One theory is that when we empathise oxytocin and other chemicals flood the brain's pleasure centres, resulting in a "warm glow" effect. Similar surges occur when people are asked to play economic exchange games designed to elicit trust.
According to neuroeconomists such as Paul Zak, this suggests that empathy and trust are two sides of the same adaptive response – the idea being that our brains have evolved so that it literally feels good to empathise and to trust people.
Primatologists such as Frans de Waal believe that altruism may be the result of similar selection pressures. Spontaneous assistance has long been observed in apes, hence the adoption of orphans by wild male chimpanzees who may devote years of costly care to unrelated juveniles. And, as the Chicago experiment illustrates, rats also exhibit similar altruistic behaviour without their altruism being repaid.

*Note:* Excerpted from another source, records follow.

/// Byte layouts of signed values.
pub mod attest;
/// Proof-chain construction and verification.
pub mod chain;
/// Client submission and OR-proof verification.
pub mod client_proof;
/// Authentication context and server secrets.
pub mod context;
/// Server proof links.
pub mod server_proof;

pub use chain::{authenticate_client, VerificationChain};
pub use client_proof::{ClientInit, ClientProof};
pub use context::{AuthenticationContext, ServerSecret};
pub use server_proof::{LinkStatement, ServerProof};
//! Cryptographic building blocks consumed by the protocol.
//!
//! - **group**: Ristretto255 scalars and elements, the group of order `Q`
//! - **rng**: secure randomness and the challenge share source
//! - **signature**: Ed25519 server signatures over labelled messages
//! - **transcript**: Fiat-Shamir transform for server proof links

/// Ristretto255 scalar and element types.
pub mod group;
/// Secure randomness.
pub mod rng;
/// Server signing and verification keys.
pub mod signature;
/// Transcript for Fiat-Shamir transform.
pub mod transcript;

pub use group::{Element, Scalar};
pub use rng::{RandomShares, SecureRng, ShareSource};
pub use signature::{ServerSigningKey, ServerVerifyingKey, Signature, SignatureLabel};
pub use transcript::Transcript;
use core::fmt;
use std::time::SystemTime;

use serde::{Deserialize, Serialize};
use tokio::time::{Duration, Instant};
use uuid::Uuid;

use crate::primitives::{Element, Scalar, Signature};
use crate::protocol::{ClientInit, ClientProof};

/// Identifier of one authentication attempt, chosen by the leader.
#[derive(Clone, Debug, PartialEq, Eq, Hash, Serialize, Deserialize)]
#[serde(transparent)]
pub struct AuthId(String);

impl AuthId {
    /// Generates a fresh random identifier.
    pub fn generate() -> Self {
        Self(Uuid::new_v4().to_string())
    }

    /// The identifier as sent on the wire.
    pub fn as_str(&self) -> &str {
        &self.0
    }
}

impl From<String> for AuthId {
    fn from(value: String) -> Self {
        Self(value)
    }
}

impl From<&str> for AuthId {
    fn from(value: &str) -> Self {
        Self(value.to_string())
    }
}

impl fmt::Display for AuthId {
    fn fmt(&self, f: &mut fmt::Formatter<'_>) -> fmt::Result {
        f.write_str(&self.0)
    }
}

/// Progress of a session on this server.
#[derive(Clone, Copy, Debug, PartialEq, Eq)]
pub enum SessionState {
    /// Client data stored and a share drawn.
    Created,
    /// Joint challenge verified and stored.
    ChallengeIssued,
    /// Client response accepted; `links` is the chain length after this server's link.
    ResponseVerified { links: usize },
    /// Linkage tag bound.
    Bound,
}

impl SessionState {
    /// Short name used in errors and logs.
    pub fn name(&self) -> &'static str {
        match self {
            SessionState::Created => "created",
            SessionState::ChallengeIssued => "challenge_issued",
            SessionState::ResponseVerified { .. } => "response_verified",
            SessionState::Bound => "bound",
        }
    }
}

impl fmt::Display for SessionState {
    fn fmt(&self, f: &mut fmt::Formatter<'_>) -> fmt::Result {
        f.write_str(self.name())
    }
}

/// One authentication attempt as seen by this server.
#[derive(Clone, Debug)]
pub struct AuthSession {
    pub auth_id: AuthId,
    pub group_id: Uuid,
    pub client_data: ClientInit,
    /// The challenge share this server drew for the attempt.
    pub share: Scalar,
    pub challenge: Option<Scalar>,
    pub response: Option<ClientProof>,
    pub state: SessionState,
    pub created_at: Instant,
    pub expires_at: Instant,
}

impl AuthSession {
    /// Creates a session in the `Created` state.
    pub fn new(auth_id: AuthId, client_data: ClientInit, share: Scalar, ttl: Duration) -> Self {
        let created_at = Instant::now();
        Self {
            auth_id,
            group_id: client_data.group_id,
            client_data,
            share,
            challenge: None,
            response: None,
            state: SessionState::Created,
            created_at,
            expires_at: created_at + ttl,
        }
    }

    /// Checks if the session outlived its time to live.
    pub fn is_expired(&self) -> bool {
        Instant::now() >= self.expires_at
    }
}

/// Durable record that a linkage tag was used.
#[derive(Clone, Debug)]
pub struct BindingRecord {
    pub tag: Element,
    pub bind: String,
    pub signature: Signature,
    pub auth_id: AuthId,
    pub bound_at: SystemTime,
}
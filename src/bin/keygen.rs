use std::fs;
use std::path::PathBuf;

use clap::Parser;
use daga_server::bootstrap::{generate_group, write_json};
use daga_server::SecureRng;

#[derive(Parser)]
#[command(name = "daga-keygen")]
#[command(about = "Generates descriptors for a DAGA authentication group", long_about = None)]
struct Cli {
    /// Number of clients in the group
    #[arg(short, long, default_value = "4")]
    clients: usize,

    /// Number of servers in the group
    #[arg(short, long, default_value = "3")]
    servers: usize,

    /// Directory the descriptors are written to
    #[arg(short, long, default_value = "group")]
    out: PathBuf,
}

fn main() -> Result<(), Box<dyn std::error::Error>> {
    let cli = Cli::parse();

    let group = generate_group(cli.clients, cli.servers, &mut SecureRng::new())?;
    fs::create_dir_all(&cli.out)?;

    write_json(cli.out.join("context.json"), &group.context)?;
    for server in &group.servers {
        write_json(cli.out.join(format!("server-{}.json", server.n)), server)?;
    }
    for client in &group.clients {
        write_json(cli.out.join(format!("client-{}.json", client.index)), client)?;
    }

    println!(
        "Group {} written to {} ({} clients, {} servers)",
        group.context.uuid,
        cli.out.display(),
        cli.clients,
        cli.servers
    );
    Ok(())
}
//! Multi-server node for deniable anonymous group authentication.
//!
//! A client proves membership of a group without revealing which member it is. The
//! servers of the group jointly produce the challenge, each server in turn verifies
//! the client's answer and appends its own proof to a verification chain, and the
//! chain yields a linkage tag that is the same every time a given client
//! authenticates.
//!
//! Any server can lead a round ([`Coordinator`]); every server, the leader included,
//! runs the same four internal operations ([`PeerService`]).

#![forbid(unsafe_code)]

/// Deployment descriptors.
pub mod bootstrap;
/// Client-side prover and signature checks.
pub mod client;
/// Sessions, peer operations and client-facing rounds.
pub mod coordinator;
/// Error types.
pub mod error;
/// Group arithmetic, randomness, signatures and transcripts.
pub mod primitives;
/// Proof-chain construction and verification.
pub mod protocol;
/// HTTP surface, configuration and peer transport.
#[cfg(feature = "server")]
pub mod server;

pub use client::{ClientSecret, PendingAuthentication};
pub use coordinator::{Coordinator, Dispatcher, PeerService, SessionStore};
pub use error::{Error, ErrorKind, Result};
pub use primitives::{
    Element, RandomShares, Scalar, SecureRng, ServerSigningKey, ServerVerifyingKey, ShareSource,
    Signature, SignatureLabel,
};
pub use protocol::{AuthenticationContext, ServerSecret, VerificationChain};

In the case of humans, altruism is more complicated as over the course of a lifetime we will co-operate with thousands of genetically unrelated strangers with whom we are unlikely to interact again. In such societies, the advantages of forming a good reputation are minimal. At the same time, it is easy for unscrupulous individuals, known as "free-riders", to exploit the "trusting" instincts of the majority.
To explains this, neuroeconomists posit that a unique form of co-operation has evolved in human societies in which social norms are learned, co-operators are altruistically rewarded and free-riders are altruistically punished.
This theory is supported by studies of economic role-playing games in which punishment is used to motivate two players to co-operate and a failure to show and reciprocate altruism leaves both players worse off.
However, such games also pose a problem for the notion that humans are hard-wired for pro-sociality and morality as brain scans of altruisitic punishers show that they both empathise with the free-rider and take an active pleasure in his or her punishment. In other words, as anyone who has experienced schadenfreude knows, sometimes it feels good to act cruelly.